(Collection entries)
========
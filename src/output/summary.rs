//! Human-readable summaries printed at the end of a run

use crate::crawler::{CrawlReport, NodeState};
use crate::lookup::{LookupOutcome, MatchKind};
use std::collections::BTreeMap;

/// Prints a crawl report summary to stdout
pub fn print_crawl_summary(report: &CrawlReport) {
    println!("=== Crawl Summary ===\n");

    println!("Overview:");
    println!("  Query nodes processed: {}", report.total_nodes);
    println!("  API calls: {}", report.total_api_calls);
    println!("  Pages fetched: {}", report.total_pages);
    println!("  Unique entities: {}", report.total_unique_entities);
    println!("  Items discovered: {}", report.total_items);
    println!("  Deepest level reached: {}", report.depth_reached);
    println!();

    println!("Nodes by Outcome:");
    for (outcome, count) in outcome_counts(report) {
        let percentage = if report.total_nodes > 0 {
            (count as f64 / report.total_nodes as f64) * 100.0
        } else {
            0.0
        };
        println!("  {}: {} ({:.1}%)", outcome, count, percentage);
    }
    println!("  expanded: {}", report.expanded_nodes());
    println!();

    if !report.failed_nodes.is_empty() {
        println!("Failed Queries ({}):", report.failed_nodes.len());
        for failed in &report.failed_nodes {
            println!(
                "  - '{}' (depth {}, page {}): {}",
                failed.query, failed.depth, failed.page, failed.message
            );
        }
        println!();
    }

    if report.node_cap_reached {
        println!("Warning: node cap reached, some child queries were never searched");
    }
    if report.cancelled {
        println!("Warning: crawl was cancelled, the report is partial");
    }

    let yield_per_call = if report.total_api_calls > 0 {
        report.total_unique_entities as f64 / report.total_api_calls as f64
    } else {
        0.0
    };
    println!(
        "Yield: {:.2} unique entities per API call ({} / {})",
        yield_per_call, report.total_unique_entities, report.total_api_calls
    );
}

/// Prints lookup outcomes grouped by match kind
pub fn print_lookup_summary(outcomes: &BTreeMap<String, LookupOutcome>) {
    println!("=== Lookup Summary ===\n");

    let resolved = resolved_count(outcomes);
    let percentage = if outcomes.is_empty() {
        0.0
    } else {
        (resolved as f64 / outcomes.len() as f64) * 100.0
    };
    println!("Identifiers: {}", outcomes.len());
    println!("  Resolved: {} ({:.1}%)", resolved, percentage);
    for kind in [
        MatchKind::Exact,
        MatchKind::Fuzzy,
        MatchKind::Missing,
        MatchKind::Error,
    ] {
        let count = outcomes.values().filter(|o| o.match_kind == kind).count();
        println!("  {:?}: {}", kind, count);
    }

    let errors: Vec<_> = outcomes
        .values()
        .filter(|o| o.match_kind == MatchKind::Error)
        .collect();
    if !errors.is_empty() {
        println!();
        println!("Errors:");
        for outcome in errors {
            println!(
                "  - {}: {}",
                outcome.id,
                outcome.message.as_deref().unwrap_or("unknown error")
            );
        }
    }
}

/// Outcomes that came back with a record, exact or fuzzy
fn resolved_count(outcomes: &BTreeMap<String, LookupOutcome>) -> usize {
    outcomes.values().filter(|o| o.is_resolved()).count()
}

/// Node counts per outcome, most frequent first
fn outcome_counts(report: &CrawlReport) -> Vec<(NodeState, usize)> {
    let mut counts: BTreeMap<&'static str, (NodeState, usize)> = BTreeMap::new();
    for node in &report.nodes {
        counts.entry(node.outcome.as_str()).or_insert((node.outcome, 0)).1 += 1;
    }

    let mut counts: Vec<_> = counts.into_values().collect();
    counts.sort_by(|a, b| b.1.cmp(&a.1));
    counts
}
//! Identifier lookups
//!
//! Resolves a list of identifiers to full records through a bounded pool of
//! workers sharing one search provider. Identifiers usually come from an
//! HTML listing ([`harvest_ids`]) or a plain id file ([`parse_id_list`]).

mod harvest;
mod pool;

pub use harvest::{harvest_ids, parse_id_list};
pub use pool::{classify, LookupPool};

use crate::entity::Entity;
use serde::Serialize;

/// How an identifier was resolved
#[derive(Debug, Clone, Copy, PartialEq, Eq, Hash, Serialize)]
#[serde(rename_all = "lowercase")]
pub enum MatchKind {
    /// A returned record carries the identifier
    Exact,
    /// Records came back but none carries the identifier; the first was taken
    Fuzzy,
    /// The search succeeded with no records
    Missing,
    /// The search failed
    Error,
}

/// Result of resolving one identifier
#[derive(Debug, Clone, PartialEq, Serialize)]
pub struct LookupOutcome {
    pub id: String,
    pub record: Option<Entity>,
    pub match_kind: MatchKind,
    #[serde(skip_serializing_if = "Option::is_none")]
    pub message: Option<String>,
}

impl LookupOutcome {
    pub fn exact(id: impl Into<String>, record: Entity) -> Self {
        Self {
            id: id.into(),
            record: Some(record),
            match_kind: MatchKind::Exact,
            message: None,
        }
    }

    pub fn fuzzy(id: impl Into<String>, record: Entity, candidates: usize) -> Self {
        Self {
            id: id.into(),
            record: Some(record),
            match_kind: MatchKind::Fuzzy,
            message: Some(format!("no exact match among {} records", candidates)),
        }
    }

    pub fn missing(id: impl Into<String>) -> Self {
        Self {
            id: id.into(),
            record: None,
            match_kind: MatchKind::Missing,
            message: None,
        }
    }

    pub fn error(id: impl Into<String>, message: impl Into<String>) -> Self {
        Self {
            id: id.into(),
            record: None,
            match_kind: MatchKind::Error,
            message: Some(message.into()),
        }
    }

    pub fn is_resolved(&self) -> bool {
        self.record.is_some()
    }
}
//! Configuration module for Catalog-Sweep
//!
//! This module handles loading, parsing, and validating TOML configuration files.
//!
//! # Example
//!
//! ```no_run
//! use catalog_sweep::config::load_config;
//! use std::path::Path;
//!
//! let config = load_config(Path::new("sweep.toml")).unwrap();
//! println!("Crawler will use max depth: {}", config.crawl.max_depth);
//! ```

mod parser;
mod types;
mod validation;

pub use types::{
    ApiConfig, Config, CrawlConfig, FailurePolicy, LookupConfig, OutputConfig,
    DEFAULT_EXPANSION_ALPHABET,
};

pub use parser::{compute_config_hash, load_config, load_config_with_hash, parse_config};
pub use validation::{validate_crawl_config, validate_lookup_config};
//! Scripted in-memory provider for unit tests

use crate::entity::Entity;
use crate::provider::{PageResult, SearchProvider, SearchRequest, TransportError};
use async_trait::async_trait;
use serde_json::json;
use std::collections::HashMap;
use std::sync::Mutex;

/// Answers `(term, cursor)` pairs from a script; anything unscripted is an empty page
#[derive(Default)]
pub(crate) struct ScriptedProvider {
    responses: HashMap<(String, u32), Result<PageResult, TransportError>>,
    calls: Mutex<Vec<SearchRequest>>,
}

impl ScriptedProvider {
    pub(crate) fn new() -> Self {
        Self::default()
    }

    pub(crate) fn with_page(mut self, term: &str, cursor: u32, page: PageResult) -> Self {
        self.responses.insert((term.to_string(), cursor), Ok(page));
        self
    }

    pub(crate) fn with_error(mut self, term: &str, cursor: u32, error: TransportError) -> Self {
        self.responses.insert((term.to_string(), cursor), Err(error));
        self
    }

    pub(crate) fn calls(&self) -> Vec<SearchRequest> {
        self.calls.lock().unwrap().clone()
    }

    pub(crate) fn call_count(&self) -> usize {
        self.calls.lock().unwrap().len()
    }
}

#[async_trait]
impl SearchProvider for ScriptedProvider {
    async fn search(&self, request: &SearchRequest) -> Result<PageResult, TransportError> {
        self.calls.lock().unwrap().push(request.clone());
        self.responses
            .get(&(request.term.clone(), request.cursor))
            .cloned()
            .unwrap_or_else(|| Ok(PageResult::empty()))
    }
}

/// `count` entities keyed `{prefix}-{n}`
pub(crate) fn products(prefix: &str, count: usize) -> Vec<Entity> {
    (0..count)
        .map(|n| Entity::new(json!({ "productId": format!("{}-{}", prefix, n) })))
        .collect()
}

pub(crate) fn page(entities: Vec<Entity>, reported_total: Option<u64>) -> PageResult {
    PageResult::new(entities, reported_total)
}
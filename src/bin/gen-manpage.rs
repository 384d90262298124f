//! Man page generator for fwtask
//!
//! Usage: cargo run --bin gen-manpage -- [output-dir]

use clap::CommandFactory;
use std::fs;
use std::path::PathBuf;

#[path = "../cli.rs"]
mod cli;

fn main() -> std::io::Result<()> {
    // Default to ./man directory
    let output_dir = std::env::args()
        .nth(1)
        .map(PathBuf::from)
        .unwrap_or_else(|| PathBuf::from("man"));
    fs::create_dir_all(&output_dir)?;

    let mut buffer = Vec::new();
    clap_mangen::Man::new(cli::Cli::command()).render(&mut buffer)?;

    let output_path = output_dir.join("fwtask.1");
    fs::write(&output_path, buffer)?;
    println!("Man page generated at: {}", output_path.display());

    Ok(())
}
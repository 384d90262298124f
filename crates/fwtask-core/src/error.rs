//! Error types for fwtask-core

use std::path::PathBuf;
use thiserror::Error;

/// Errors raised while loading configuration or running tasks
#[derive(Debug, Error)]
pub enum Error {
    /// Failed to remove a directory tree (anything but "not found")
    #[error("Failed to remove {}: {source}", .path.display())]
    RemoveDir {
        /// Directory that could not be removed
        path: PathBuf,
        /// Underlying I/O error
        #[source]
        source: std::io::Error,
    },

    /// Failed to create a directory
    #[error("Failed to create {}: {source}", .path.display())]
    CreateDir {
        /// Directory that could not be created
        path: PathBuf,
        /// Underlying I/O error
        #[source]
        source: std::io::Error,
    },

    /// Failed to move a file or directory
    #[error("Failed to move {} to {}: {source}", .from.display(), .to.display())]
    Relocate {
        /// Source path
        from: PathBuf,
        /// Destination path
        to: PathBuf,
        /// Underlying I/O error
        #[source]
        source: std::io::Error,
    },

    /// Failed to copy a directory tree
    #[error("Failed to copy {} to {}: {source}", .from.display(), .to.display())]
    Copy {
        /// Source path
        from: PathBuf,
        /// Destination path
        to: PathBuf,
        /// Underlying I/O error
        #[source]
        source: std::io::Error,
    },

    /// The program could not be started at all
    #[error("Failed to launch {program}: {source}")]
    Launch {
        /// Program as it was passed to the OS
        program: String,
        /// Underlying I/O error
        #[source]
        source: std::io::Error,
    },

    /// The program ran and exited unsuccessfully
    #[error("{program} failed with {}", describe_exit(.code))]
    ToolFailed {
        /// Program that failed
        program: String,
        /// Exit code, `None` if terminated by a signal
        code: Option<i32>,
    },

    /// The augmented search path could not be assembled
    #[error("Invalid search path entry: {0}")]
    SearchPath(#[source] std::env::JoinPathsError),

    /// A `path` entry referenced by the configuration does not exist
    #[error("Unknown path entry '{0}'")]
    UnknownPath(String),

    /// A `make`/`tools` entry referenced by the configuration does not exist
    #[error("Unknown tool '{0}'")]
    UnknownTool(String),

    /// Failed to read the configuration file
    #[error("Failed to read config {}: {source}", .path.display())]
    ConfigRead {
        /// Configuration file path
        path: PathBuf,
        /// Underlying I/O error
        #[source]
        source: std::io::Error,
    },

    /// Failed to parse the configuration
    #[error("Invalid config: {0}")]
    ConfigParse(#[from] toml::de::Error),

    /// A generated file a task depends on is not there
    #[error("{} not found", .0.display())]
    MissingFile(PathBuf),

    /// Task name or alias not in the registry
    #[error("Unknown task '{0}'")]
    UnknownTask(String),
}

impl Error {
    /// Process exit code to report for this error
    ///
    /// A failing tool hands its own exit code through; everything else is 1.
    pub fn exit_code(&self) -> i32 {
        match self {
            Self::ToolFailed {
                code: Some(code), ..
            } if *code != 0 => *code,
            _ => 1,
        }
    }
}

fn describe_exit(code: &Option<i32>) -> String {
    match code {
        Some(code) => format!("exit code {}", code),
        None => "termination by signal".to_string(),
    }
}

/// Result type for fwtask-core operations
pub type Result<T> = std::result::Result<T, Error>;
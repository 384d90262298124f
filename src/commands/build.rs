//! Build tasks (`configure`, `all`, `clean`, `clean_all`)

use fwtask_core::fs;
use fwtask_core::task::Task;
use fwtask_core::{Context, Result};

use super::run_build_tool;

/// Recreate the build directory and generate a single-config build tree
///
/// cmake is looked up through the `env_gcc` search path, so the cross
/// compiler from the toolchain file resolves the same way.
pub fn cmd_configure(ctx: &mut Context<'_>) -> Result<()> {
    let build_dir = ctx.build_dir();
    fs::ensure_fresh(&build_dir)?;

    let project = &ctx.config().project;
    let invocation = ctx
        .command("cmake", &build_dir, Task::Configure.path_profile())?
        .arg(format!("-DCMAKE_TOOLCHAIN_FILE={}", project.toolchain_file))
        .arg(format!("-G{}", project.generator))
        .arg(ctx.root());
    ctx.run(&invocation)
}

/// Build the default targets
pub fn cmd_all(ctx: &mut Context<'_>) -> Result<()> {
    let jobs = format!("-j{}", ctx.config().project.jobs);
    run_build_tool(ctx, Task::All, &[jobs.as_str(), "all"])
}

/// Run the build tool's own clean target
pub fn cmd_clean(ctx: &mut Context<'_>) -> Result<()> {
    run_build_tool(ctx, Task::Clean, &["clean"])
}

/// Remove the build tree and the staged doxygen XML outright
pub fn cmd_clean_all(ctx: &mut Context<'_>) -> Result<()> {
    let layout = &ctx.config().layout;
    fs::ensure_absent(&ctx.build_dir())?;
    fs::ensure_absent(&ctx.path(&layout.doxy_xml_dir))?;
    Ok(())
}
//! External process invocation
//!
//! An [`Invocation`] describes one call to an external tool: program,
//! arguments, working directory and an optional replacement search path.
//! A [`Runner`] executes it. [`SystemRunner`] spawns a real process with
//! inherited stdio and blocks until it exits; tests substitute a runner that
//! only records what would have been run.

use std::ffi::{OsStr, OsString};
use std::fmt;
use std::path::{Path, PathBuf};
use std::process::Command;

use crate::error::{Error, Result};

/// A single external command
#[derive(Debug, Clone, PartialEq, Eq)]
pub struct Invocation {
    /// Program, either a bare name resolved via the search path or a full path
    pub program: OsString,
    /// Arguments, passed as-is (no shell)
    pub args: Vec<OsString>,
    /// Working directory for the child
    pub cwd: PathBuf,
    /// Replacement `PATH` for the child, if any
    pub search_path: Option<OsString>,
}

impl Invocation {
    /// Start an invocation of `program` in `cwd`
    pub fn new(program: impl AsRef<OsStr>, cwd: impl Into<PathBuf>) -> Self {
        Self {
            program: program.as_ref().to_os_string(),
            args: Vec::new(),
            cwd: cwd.into(),
            search_path: None,
        }
    }

    /// Append one argument
    pub fn arg(mut self, arg: impl AsRef<OsStr>) -> Self {
        self.args.push(arg.as_ref().to_os_string());
        self
    }

    /// Append several arguments
    pub fn args<I, S>(mut self, args: I) -> Self
    where
        I: IntoIterator<Item = S>,
        S: AsRef<OsStr>,
    {
        self.args
            .extend(args.into_iter().map(|a| a.as_ref().to_os_string()));
        self
    }

    /// Run with the given `PATH`
    pub fn search_path(mut self, path: Option<OsString>) -> Self {
        self.search_path = path;
        self
    }

    /// Program name as a lossy string, for messages
    pub fn program_name(&self) -> String {
        self.program.to_string_lossy().into_owned()
    }

    /// Whether the program is `name` or a path ending in `name`
    ///
    /// A trailing `.exe` is ignored so tests can match Windows tool paths.
    pub fn is_program(&self, name: &str) -> bool {
        let program = Path::new(&self.program);
        let stem = match program.extension() {
            Some(ext) if ext.eq_ignore_ascii_case("exe") => program.file_stem(),
            _ => program.file_name(),
        };
        // Windows paths in the default table use backslashes
        let lossy = stem.map(|s| s.to_string_lossy().into_owned());
        match lossy {
            Some(s) => s.rsplit('\\').next() == Some(name),
            None => false,
        }
    }

    /// Arguments as lossy strings
    pub fn arg_strings(&self) -> Vec<String> {
        self.args
            .iter()
            .map(|a| a.to_string_lossy().into_owned())
            .collect()
    }

    /// Build the `std::process::Command` for this invocation
    pub fn to_command(&self) -> Command {
        let mut command = Command::new(&self.program);
        command.args(&self.args).current_dir(&self.cwd);
        if let Some(path) = &self.search_path {
            command.env("PATH", path);
        }
        command
    }
}

impl fmt::Display for Invocation {
    fn fmt(&self, f: &mut fmt::Formatter<'_>) -> fmt::Result {
        write!(f, "{}", quote(&self.program))?;
        for arg in &self.args {
            write!(f, " {}", quote(arg))?;
        }
        Ok(())
    }
}

fn quote(s: &OsStr) -> String {
    let s = s.to_string_lossy();
    if s.is_empty() || s.contains(char::is_whitespace) {
        format!("\"{}\"", s)
    } else {
        s.into_owned()
    }
}

/// Something that can execute invocations
pub trait Runner {
    /// Run the invocation to completion
    ///
    /// Must return an error if the program cannot be started or exits
    /// unsuccessfully.
    fn run(&mut self, invocation: &Invocation) -> Result<()>;
}

/// Runs invocations as real child processes
#[derive(Debug, Default, Clone, Copy)]
pub struct SystemRunner;

impl Runner for SystemRunner {
    fn run(&mut self, invocation: &Invocation) -> Result<()> {
        log::info!("[{}] {}", invocation.cwd.display(), invocation);

        let status = invocation
            .to_command()
            .status()
            .map_err(|source| Error::Launch {
                program: invocation.program_name(),
                source,
            })?;

        if status.success() {
            Ok(())
        } else {
            Err(Error::ToolFailed {
                program: invocation.program_name(),
                code: status.code(),
            })
        }
    }
}
//! Version control task (`diff`)

use fwtask_core::task::Task;
use fwtask_core::{Context, Result};

/// Open git's configured diff tool on the whole working tree
pub fn cmd_diff(ctx: &mut Context<'_>) -> Result<()> {
    let invocation = ctx
        .command("git", ctx.root(), Task::Diff.path_profile())?
        .args(["difftool", "--dir-diff"]);
    ctx.run(&invocation)
}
========
» Directions: For this exercise, find all lines in the records containing the word "filter" and copy them.

» Response box:
        let count = outcomes.values().filter(|o| o.match_kind == kind).count();
        .filter(|o| o.match_kind == MatchKind::Error)
    outcomes.values().filter(|o| o.is_resolved()).count()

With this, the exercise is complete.